US embassy hosts discussion on 'Read Well, Think Well'

Published:Saturday | November 21, 2015 | 11:00 AM
Ricardo Makyn/Staff Photographer Wendy Bailey (right) of Junior World Learning and Activity Centre, speaks to attendees while looking on is Alixann Narcisse-Campbell, founder and principal of Naz Children's Centre, at the United States embassy's book discussion held at the embassy in Liguanea yesterday.

The United States Embassy, through the Paul Robeson Information Resource Center, hosted a discussion on the book Read Well,Think Well: Build Your Child's Reading, Compre-hension and Critical Thinking Skills by Hal Lanse. The panellists pointed out that issues discussed in the book spoke to their particular situations.

Alixann Narcisse-Campbell, founder and principal at Naz Children's Centre, said she appreciated the fact that the author dedicated a chapter of the book to address special needs.

The book, for her, was instructive as it highlighted the need for early intervention and for parents to pay attention to their children so that they can identify if they have special needs from an early age.

Wendy Bailey, administrator at the Junior World Learning and Activity Centre, also had high praises for the book and welcomed its focus on pre-schoolers. Bailey said that the intervention from the author on tapping into the creative and imaginative mindset of children was very enlightening for her.

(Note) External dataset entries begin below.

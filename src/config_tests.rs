//! Tests for config

use super::*;
use std::fs;
use tempfile::TempDir;

fn write_config(contents: &str) -> (TempDir, PathBuf) {
    let dir = TempDir::new().unwrap();
    let path = dir.path().join("config.toml");
    fs::write(&path, contents).unwrap();
    (dir, path)
}

#[test]
fn test_config_default_values() {
    let config = Config::default();
    assert!(config.contact.endpoint.is_none());
}

#[test]
fn test_missing_file_returns_defaults_without_warning() {
    let dir = TempDir::new().unwrap();
    let result = load_config_from(&dir.path().join("config.toml"));

    assert!(result.config.contact.endpoint.is_none());
    assert!(result.warning.is_none());
}

#[test]
fn test_valid_file_is_loaded() {
    let (_dir, path) = write_config("[contact]\nendpoint = \"https://studio.example/api/contact\"\n");
    let result = load_config_from(&path);

    assert_eq!(
        result.config.contact.endpoint.as_deref(),
        Some("https://studio.example/api/contact")
    );
    assert!(result.warning.is_none());
}

#[test]
fn test_malformed_toml_falls_back_with_warning() {
    let (_dir, path) = write_config("[contact\nendpoint = \"x\"");
    let result = load_config_from(&path);

    assert!(result.config.contact.endpoint.is_none());
    let warning = result.warning.unwrap();
    assert!(warning.starts_with("Invalid config:"), "got: {}", warning);
}

#[test]
fn test_wrong_type_falls_back_with_warning() {
    let (_dir, path) = write_config("[contact]\nendpoint = 42\n");
    let result = load_config_from(&path);

    assert!(result.config.contact.endpoint.is_none());
    assert!(result.warning.is_some());
}

#[test]
fn test_unreadable_path_falls_back_with_warning() {
    // A directory exists but cannot be read as a file
    let dir = TempDir::new().unwrap();
    let result = load_config_from(dir.path());

    assert!(result.config.contact.endpoint.is_none());
    assert!(result.warning.unwrap().starts_with("Failed to read config:"));
}

#[test]
fn test_config_path_ends_with_folio_config() {
    let path = get_config_path();
    let path_str = path.to_string_lossy();
    assert!(
        path_str.ends_with("folio/config.toml") || path_str.ends_with("folio\\config.toml"),
        "got: {}",
        path_str
    );
}
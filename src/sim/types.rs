//! Core simulation types: input series, parameter set, and per-day results.

use std::fmt;

use chrono::NaiveDate;
use serde::Serialize;

use super::balance::BalanceKind;
use super::efficiency::EfficiencyFactors;

/// Daily generation of a 1 kW reference panel.
#[derive(Debug, Clone, Copy, PartialEq, Serialize)]
pub struct GenerationSample {
    /// Calendar day of the sample.
    pub date: NaiveDate,
    /// Energy produced by the 1 kW reference panel that day (kWh).
    pub energy_1kw_kwh: f64,
}

impl GenerationSample {
    /// Creates a new sample.
    pub fn new(date: NaiveDate, energy_1kw_kwh: f64) -> Self {
        Self {
            date,
            energy_1kw_kwh,
        }
    }
}

/// Ordered, date-unique sequence of generation samples.
///
/// Construction sorts by date and drops repeated dates (first occurrence
/// wins), so iteration always yields strictly increasing dates.
///
/// # Examples
///
/// ```
/// use chrono::NaiveDate;
/// use pv_autonomy::sim::types::{GenerationSample, GenerationSeries};
///
/// let d = |day| NaiveDate::from_ymd_opt(2024, 1, day).unwrap();
/// let series = GenerationSeries::new(vec![
///     GenerationSample::new(d(2), 3.0),
///     GenerationSample::new(d(1), 2.0),
///     GenerationSample::new(d(2), 9.0),
/// ]);
/// assert_eq!(series.len(), 2);
/// assert_eq!(series.first_date(), Some(d(1)));
/// ```
#[derive(Debug, Clone, Default, PartialEq, Serialize)]
#[serde(transparent)]
pub struct GenerationSeries {
    samples: Vec<GenerationSample>,
}

impl GenerationSeries {
    /// Builds a series from samples in any order.
    pub fn new(mut samples: Vec<GenerationSample>) -> Self {
        samples.sort_by_key(|s| s.date);
        samples.dedup_by_key(|s| s.date);
        Self { samples }
    }

    pub fn len(&self) -> usize {
        self.samples.len()
    }

    pub fn is_empty(&self) -> bool {
        self.samples.is_empty()
    }

    pub fn samples(&self) -> &[GenerationSample] {
        &self.samples
    }

    pub fn iter(&self) -> std::slice::Iter<'_, GenerationSample> {
        self.samples.iter()
    }

    pub fn first_date(&self) -> Option<NaiveDate> {
        self.samples.first().map(|s| s.date)
    }

    pub fn last_date(&self) -> Option<NaiveDate> {
        self.samples.last().map(|s| s.date)
    }
}

impl<'a> IntoIterator for &'a GenerationSeries {
    type Item = &'a GenerationSample;
    type IntoIter = std::slice::Iter<'a, GenerationSample>;

    fn into_iter(self) -> Self::IntoIter {
        self.samples.iter()
    }
}

/// Complete parameter set for a single-scenario run.
///
/// Range checks (etas in `[0, 1]`, percentages in `[0, 100]`, positive
/// power, voltage and capacity) belong to the caller; the engine only
/// rejects a non-positive global efficiency or battery energy.
#[derive(Debug, Clone, PartialEq, Serialize)]
pub struct SimulationParameters {
    /// Installed panel power (kW).
    pub panel_power_kw: f64,
    /// Daily consumption of all loads (kWh/day).
    pub total_consumption_kwh: f64,
    /// Conversion efficiency chain.
    pub efficiency: EfficiencyFactors,
    /// Nominal battery voltage (V).
    pub battery_voltage_v: f64,
    /// Nominal battery capacity (Ah).
    pub battery_capacity_ah: f64,
    /// Maximum depth of discharge (%).
    pub dod_pct: f64,
    /// State of charge on the day before the first sample (% of capacity).
    pub initial_soc_pct: f64,
}

impl Default for SimulationParameters {
    fn default() -> Self {
        Self {
            panel_power_kw: 1.0,
            total_consumption_kwh: 1.0,
            efficiency: EfficiencyFactors::default(),
            battery_voltage_v: 12.0,
            battery_capacity_ah: 250.0,
            dod_pct: 80.0,
            initial_soc_pct: 100.0,
        }
    }
}

/// Quantities derived once per parameter set.
#[derive(Debug, Clone, Copy, PartialEq, Serialize)]
pub struct DerivedQuantities {
    /// Product of the four efficiency factors (> 0).
    pub eta_global: f64,
    /// Equivalent daily demand including losses (kWh/day), constant for every day.
    pub demand_kwh: f64,
    /// Battery energy at 100% SoC (Wh).
    pub e_max_wh: f64,
    /// Minimum usable battery energy given the depth of discharge (Wh).
    pub e_min_wh: f64,
    /// Initial stored energy (Wh).
    pub soc0_wh: f64,
}

/// One simulated day.
#[derive(Debug, Clone, Copy, PartialEq, Serialize)]
pub struct DayResult {
    pub date: NaiveDate,
    /// Raw consumption before losses (kWh).
    pub consumption_kwh: f64,
    /// Generation scaled to the installed panel power (kWh).
    pub generation_kwh: f64,
    /// Equivalent demand including losses (kWh).
    pub demand_kwh: f64,
    /// `generation_kwh - demand_kwh`; negative on deficit days.
    pub balance_kwh: f64,
    /// Stored energy at the end of the day (Wh), within `[0, e_max]`.
    pub soc_wh: f64,
    /// Stored energy as a percentage of full capacity.
    pub soc_pct: f64,
    /// Whether `soc_wh` fell strictly below the minimum usable energy.
    pub below_min: bool,
}

impl DayResult {
    /// Surplus or deficit classification of the day's balance.
    pub fn balance_kind(&self) -> BalanceKind {
        BalanceKind::of(self.balance_kwh)
    }
}

impl fmt::Display for DayResult {
    fn fmt(&self, f: &mut fmt::Formatter<'_>) -> fmt::Result {
        write!(
            f,
            "{} | cons={:>6.3} kWh  gen={:>6.3} kWh  dem={:>6.3} kWh  \
             bal={:>7.3} kWh | SoC={:>8.1} Wh ({:>5.1}%) below_min={}",
            self.date,
            self.consumption_kwh,
            self.generation_kwh,
            self.demand_kwh,
            self.balance_kwh,
            self.soc_wh,
            self.soc_pct,
            self.below_min,
        )
    }
}

/// Outcome of a single-scenario run.
#[derive(Debug, Clone, PartialEq, Serialize)]
pub struct SimulationResult {
    /// Quantities derived from the parameter set.
    pub derived: DerivedQuantities,
    /// One entry per generation sample, in date order.
    pub days: Vec<DayResult>,
    /// Number of days with `below_min == true`.
    pub days_below_min: usize,
}
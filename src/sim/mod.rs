/// Daily generation/demand balance.
pub mod balance;
pub mod efficiency;
pub mod error;
pub mod kpi;
/// Battery state-of-charge recurrence.
pub mod soc;
pub mod sweep;
pub mod types;

pub use efficiency::{EfficiencyFactors, reduce};
pub use error::EngineError;
pub use soc::simulate;
pub use sweep::{PanelOption, SweepGrid, SweepTable, sweep};
pub use types::{GenerationSample, GenerationSeries, SimulationParameters, SimulationResult};
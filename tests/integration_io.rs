//! Integration tests for loading the shipped data tables and exporting results.

mod common;

use pv_autonomy::io::consumption::read_consumption_csv;
use pv_autonomy::io::export::{export_days_csv, export_sweep_csv};
use pv_autonomy::io::generation::read_generation_csv;
use pv_autonomy::sim::soc::simulate;
use pv_autonomy::sim::sweep::{SweepGrid, sweep};

#[test]
fn demo_generation_table_loads() {
    let series = read_generation_csv(&common::data_path("generation_demo.csv")).unwrap();
    assert_eq!(series.len(), 30);
    assert_eq!(series.first_date(), Some(common::start_date()));
}

#[test]
fn demo_consumption_table_sums_devices() {
    let kwh = read_consumption_csv(&common::data_path("consumo_diario.csv")).unwrap();
    assert!((kwh - 1.33).abs() < 1e-9);
}

#[test]
fn demo_scenario_days_without_supply() {
    let series = read_generation_csv(&common::data_path("generation_demo.csv")).unwrap();
    let kwh = read_consumption_csv(&common::data_path("consumo_diario.csv")).unwrap();
    let result = simulate(&series, &common::reference_parameters(kwh)).unwrap();
    assert_eq!(result.days_below_min, 10);
}

#[test]
fn exports_write_one_row_per_record() {
    let series = common::winter_fortnight();
    let params = common::reference_parameters(1.2);
    let result = simulate(&series, &params).unwrap();
    let table = sweep(&series, &SweepGrid::default(), &params).unwrap();

    let dir = std::env::temp_dir().join(format!("pv-autonomy-export-{}", std::process::id()));
    std::fs::create_dir_all(&dir).unwrap();
    let days_path = dir.join("days.csv");
    let sweep_path = dir.join("sweep.csv");

    export_days_csv(&result.days, &days_path).unwrap();
    export_sweep_csv(&table, &sweep_path).unwrap();

    let days = std::fs::read_to_string(&days_path).unwrap();
    let sweep_rows = std::fs::read_to_string(&sweep_path).unwrap();
    assert_eq!(days.lines().count(), series.len() + 1);
    assert_eq!(sweep_rows.lines().count(), 26);

    std::fs::remove_dir_all(&dir).ok();
}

According to Bailey, another strong point of the book is its emphasis on active commu-nication with children, regardless of age. She argued that it is important for teachers and parents alike to question children about what they read so that they can reinforce reading skills.

Another viewpoint on the book was proffered by Kena Henry-Anglin, a teacher at Charlemont High School.

Her takeaway from the book was its call for teachers to build the self-esteem of students and to encourage them to move past thinking of themselves as failures.

She recounted a situation in which she used some of the principles outlined in the book to bring about a change in one of her students who suffered from self-esteem issues.

The book was well received by members of the audience, who echoed many of the points made by the panellists.